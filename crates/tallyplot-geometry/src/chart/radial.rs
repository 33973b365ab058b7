//! Donut, pie and gauge geometry.
//!
//! Segments sweep clockwise from a fixed start angle (12 o'clock by
//! default). Each visible segment becomes one closed annulus path:
//!
//! ```text
//! M outer-start  A outer-end (sweep 1)  L inner-end  A inner-start (sweep 0)  Z
//! ```
//!
//! Angles are in degrees, in screen space (y down), so increasing angles run
//! clockwise.

use super::captions::Captions;
use super::style::{NEUTRAL_COLOR, Palette};
use super::tooltip::format_value;
use super::types::{DataPoint, Series};
use crate::error::{ChartError, ChartResult};
use crate::{Color, Path, PathBuilder};
use glam::Vec2;
use tallyplot_core::math::{percentage, polar_to_cartesian, safe_divisor};
use tallyplot_core::profiling::profile_scope;

/// Angle of the first segment's leading edge (12 o'clock).
pub const DEFAULT_START_ANGLE: f64 = -90.0;

/// Tooltip anchor distance from the center, as a fraction of the outer radius.
pub const DEFAULT_ANCHOR_RATIO: f32 = 0.75;

/// Sweeps within this many degrees of a full turn are drawn as two arcs.
const FULL_TURN_EPSILON: f64 = 1e-6;

/// Layout of a radial chart.
#[derive(Debug, Clone, Copy, PartialEq)]
pub struct RadialConfig {
    /// Center of the ring in pixels
    pub center: Vec2,
    /// Outer radius in pixels
    pub outer_radius: f32,
    /// Inner (hole) radius in pixels; `0` draws a pie
    pub inner_radius: f32,
    /// Angle of the first segment's leading edge, in degrees
    pub start_angle: f64,
    /// Total angular extent shared by all segments, in degrees
    pub sweep: f64,
    /// Tooltip anchor radius as a fraction of `outer_radius`
    pub anchor_ratio: f32,
}

impl RadialConfig {
    /// Full donut centered in a `2 * outer` square.
    pub fn new(outer_radius: f32, inner_radius: f32) -> Self {
        Self {
            center: Vec2::splat(outer_radius),
            outer_radius,
            inner_radius,
            start_angle: DEFAULT_START_ANGLE,
            sweep: 360.0,
            anchor_ratio: DEFAULT_ANCHOR_RATIO,
        }
    }

    /// Full pie (no hole).
    pub fn pie(radius: f32) -> Self {
        Self::new(radius, 0.0)
    }

    /// Semicircular gauge opening downward, from 9 o'clock to 3 o'clock.
    pub fn gauge(outer_radius: f32, inner_radius: f32) -> Self {
        Self {
            start_angle: -180.0,
            sweep: 180.0,
            ..Self::new(outer_radius, inner_radius)
        }
    }

    /// Set the center.
    pub fn with_center(mut self, center: Vec2) -> Self {
        self.center = center;
        self
    }

    /// Set the start angle in degrees.
    pub fn with_start_angle(mut self, degrees: f64) -> Self {
        self.start_angle = degrees;
        self
    }

    /// Set the total sweep in degrees.
    pub fn with_sweep(mut self, degrees: f64) -> Self {
        self.sweep = degrees;
        self
    }

    /// Set the tooltip anchor ratio.
    pub fn with_anchor_ratio(mut self, ratio: f32) -> Self {
        self.anchor_ratio = ratio;
        self
    }

    /// Check the radii and sweep.
    pub fn validate(&self) -> ChartResult<()> {
        let (inner, outer) = (self.inner_radius, self.outer_radius);
        if !inner.is_finite() || !outer.is_finite() || inner < 0.0 || inner >= outer {
            return Err(ChartError::InvalidRadii { inner, outer });
        }
        if !self.sweep.is_finite() || self.sweep <= 0.0 || self.sweep > 360.0 {
            return Err(ChartError::InvalidConfig(format!(
                "radial sweep {} must be within (0, 360]",
                self.sweep
            )));
        }
        Ok(())
    }

    /// Copy with every field forced into a drawable range.
    pub fn sanitized(&self) -> Self {
        let finite_or = |v: f32, fallback: f32| if v.is_finite() { v } else { fallback };
        let outer = finite_or(self.outer_radius, 0.0).max(0.0);
        let inner = finite_or(self.inner_radius, 0.0).clamp(0.0, outer);
        let sweep = if self.sweep.is_finite() && self.sweep > 0.0 {
            self.sweep.min(360.0)
        } else {
            360.0
        };
        let start_angle = if self.start_angle.is_finite() {
            self.start_angle
        } else {
            DEFAULT_START_ANGLE
        };
        Self {
            center: if self.center.is_finite() {
                self.center
            } else {
                Vec2::ZERO
            },
            outer_radius: outer,
            inner_radius: inner,
            start_angle,
            sweep,
            anchor_ratio: finite_or(self.anchor_ratio, DEFAULT_ANCHOR_RATIO).clamp(0.0, 1.0),
        }
    }
}

/// One slice of a radial chart.
#[derive(Debug, Clone, PartialEq)]
pub struct Segment {
    /// Position in the source series
    pub index: usize,
    pub label: String,
    pub value: f64,
    /// Resolved fill color
    pub color: Color,
    /// Share of the total, in percent
    pub percentage: f64,
    pub start_angle: f64,
    pub end_angle: f64,
    pub mid_angle: f64,
    /// Closed outline; `None` for zero-width segments
    pub path: Option<Path>,
    /// Tooltip anchor inside the ring along `mid_angle`
    pub anchor: Vec2,
}

impl Segment {
    /// Angular width in degrees.
    pub fn sweep(&self) -> f64 {
        self.end_angle - self.start_angle
    }

    /// Whether the segment produced an outline.
    pub fn is_visible(&self) -> bool {
        self.path.is_some()
    }

    /// SVG path data, empty for zero-width segments.
    pub fn path_svg(&self) -> String {
        self.path.as_ref().map(Path::to_svg).unwrap_or_default()
    }
}

/// Text shown in the middle of a donut.
#[derive(Debug, Clone, PartialEq)]
pub struct CenterLabel {
    pub value: f64,
    pub caption: String,
}

impl CenterLabel {
    /// The value formatted for display.
    pub fn formatted_value(&self) -> String {
        format_value(self.value)
    }
}

/// Output of [`build_radial_geometry`].
#[derive(Debug, Clone, PartialEq)]
pub struct RadialGeometry {
    /// One entry per input point, in input order
    pub segments: Vec<Segment>,
    /// Sum of all values
    pub total: f64,
    /// The sanitized layout the geometry was built with
    pub config: RadialConfig,
    /// Neutral ring shown instead of segments when `total == 0`
    pub placeholder: Option<Path>,
}

impl RadialGeometry {
    /// Whether there is nothing to draw but the placeholder.
    pub fn is_empty(&self) -> bool {
        self.placeholder.is_some()
    }

    /// Color the placeholder ring is drawn with.
    pub fn placeholder_color(&self) -> Color {
        NEUTRAL_COLOR
    }

    /// Center label: the total plus a localized caption.
    ///
    /// Independent of hover state. When the chart is empty the caption is
    /// the "no data" text.
    pub fn center_label(&self, captions: &dyn Captions) -> CenterLabel {
        let caption = if self.is_empty() {
            captions.no_data()
        } else {
            captions.total()
        };
        CenterLabel {
            value: self.total,
            caption: caption.into_owned(),
        }
    }

    /// Tooltip anchor of the segment at `index`.
    pub fn anchor(&self, index: usize) -> Option<Vec2> {
        self.segments.get(index).map(|s| s.anchor)
    }

    /// Index of the visible segment under `point`, if any.
    pub fn hit_test(&self, point: Vec2) -> Option<usize> {
        if self.is_empty() {
            return None;
        }

        let config = &self.config;
        let offset = point - config.center;
        let distance = offset.length();
        if distance < config.inner_radius || distance > config.outer_radius {
            return None;
        }

        let angle = f64::from(offset.y).atan2(f64::from(offset.x)).to_degrees();
        let relative = (angle - config.start_angle).rem_euclid(360.0);
        if relative > config.sweep {
            return None;
        }

        self.segments.iter().find_map(|s| {
            let start = s.start_angle - config.start_angle;
            let end = s.end_angle - config.start_angle;
            (s.is_visible() && relative >= start && relative < end).then_some(s.index)
        })
    }
}

/// Compute segments, arc paths and anchors for `series`.
///
/// Zero-value points keep their slot (zero angular width, no path) so
/// indices line up with the input. A zero total yields a placeholder ring
/// and no arcs.
pub fn build_radial_geometry(
    series: &Series,
    config: &RadialConfig,
    palette: &dyn Palette,
) -> RadialGeometry {
    profile_scope!("build_radial_geometry");

    let config = config.sanitized();
    let total = series.total();
    let divisor = safe_divisor(total);
    let has_data = total > 0.0;

    let mut current = config.start_angle;
    let segments: Vec<Segment> = series
        .iter()
        .enumerate()
        .map(|(index, point)| {
            let sweep = if has_data {
                (point.value / divisor) * config.sweep
            } else {
                0.0
            };
            let start_angle = current;
            let end_angle = current + sweep;
            let mid_angle = current + sweep / 2.0;
            current = end_angle;

            let path = (sweep > 0.0).then(|| arc_path(&config, start_angle, end_angle));
            let anchor = polar_to_cartesian(
                config.center,
                config.outer_radius * config.anchor_ratio,
                mid_angle,
            );

            Segment {
                index,
                label: point.label.clone(),
                value: point.value,
                color: series.color_at(index, palette),
                percentage: percentage(point.value, total),
                start_angle,
                end_angle,
                mid_angle,
                path,
                anchor,
            }
        })
        .collect();

    let placeholder = (!has_data).then(|| placeholder_path(&config));

    tracing::trace!(
        "Built radial geometry: {} segment(s), total {}",
        segments.len(),
        total
    );

    RadialGeometry {
        segments,
        total,
        config,
        placeholder,
    }
}

/// Two-segment gauge: the filled share of `max` and the remaining track.
///
/// `value` is clamped into `[0, max]`. A non-positive `max` produces the
/// empty placeholder.
pub fn build_gauge_geometry(
    value: f64,
    max: f64,
    fill: Color,
    track: Color,
    config: &RadialConfig,
) -> RadialGeometry {
    let max = if max.is_finite() { max.max(0.0) } else { 0.0 };
    let value = if value.is_finite() {
        value.clamp(0.0, max)
    } else {
        0.0
    };
    let series = Series::new(vec![
        DataPoint::new("value", value).with_color(fill),
        DataPoint::new("remaining", max - value).with_color(track),
    ]);
    build_radial_geometry(&series, config, &[fill, track])
}

fn arc_path(config: &RadialConfig, start: f64, end: f64) -> Path {
    let center = config.center;
    let outer = config.outer_radius;
    let inner = config.inner_radius;
    let full_turn = end - start >= 360.0 - FULL_TURN_EPSILON;
    let large_arc = end - start > 180.0;

    let mut builder = PathBuilder::new();
    builder.move_to(polar_to_cartesian(center, outer, start));

    if full_turn {
        // A single arc whose endpoints coincide draws nothing, so split it.
        let mid = start + (end - start) / 2.0;
        builder.arc_to(outer, false, true, polar_to_cartesian(center, outer, mid));
        builder.arc_to(outer, false, true, polar_to_cartesian(center, outer, end));
        if inner > 0.0 {
            builder.close();
            builder.move_to(polar_to_cartesian(center, inner, end));
            builder.arc_to(inner, false, false, polar_to_cartesian(center, inner, mid));
            builder.arc_to(inner, false, false, polar_to_cartesian(center, inner, start));
        }
        builder.close();
        return builder.build();
    }

    builder.arc_to(outer, large_arc, true, polar_to_cartesian(center, outer, end));
    if inner > 0.0 {
        builder.line_to(polar_to_cartesian(center, inner, end));
        builder.arc_to(inner, large_arc, false, polar_to_cartesian(center, inner, start));
    } else {
        builder.line_to(center);
    }
    builder.close();
    builder.build()
}

fn placeholder_path(config: &RadialConfig) -> Path {
    let mut builder = PathBuilder::new();
    builder.circle(config.center, config.outer_radius);
    if config.inner_radius > 0.0 {
        builder.circle(config.center, config.inner_radius);
    }
    builder.build()
}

________________________

* How to complete this task
Word for word, set down the lines from the beginning of the records through the line that holds "the outer radius.". Leave out the rest.

* Exercise solution
filename crates/tallyplot-geometry/src/chart/radial.rs
repository 33973b365ab058b7
//! Donut, pie and gauge geometry.
//!
//! Segments sweep clockwise from a fixed start angle (12 o'clock by
//! default). Each visible segment becomes one closed annulus path:
//!
//! ```text
//! M outer-start  A outer-end (sweep 1)  L inner-end  A inner-start (sweep 0)  Z
//! ```
//!
//! Angles are in degrees, in screen space (y down), so increasing angles run
//! clockwise.

use super::captions::Captions;
use super::style::{NEUTRAL_COLOR, Palette};
use super::tooltip::format_value;
use super::types::{DataPoint, Series};
use crate::error::{ChartError, ChartResult};
use crate::{Color, Path, PathBuilder};
use glam::Vec2;
use tallyplot_core::math::{percentage, polar_to_cartesian, safe_divisor};
use tallyplot_core::profiling::profile_scope;

/// Angle of the first segment's leading edge (12 o'clock).
pub const DEFAULT_START_ANGLE: f64 = -90.0;

/// Tooltip anchor distance from the center, as a fraction of the outer radius.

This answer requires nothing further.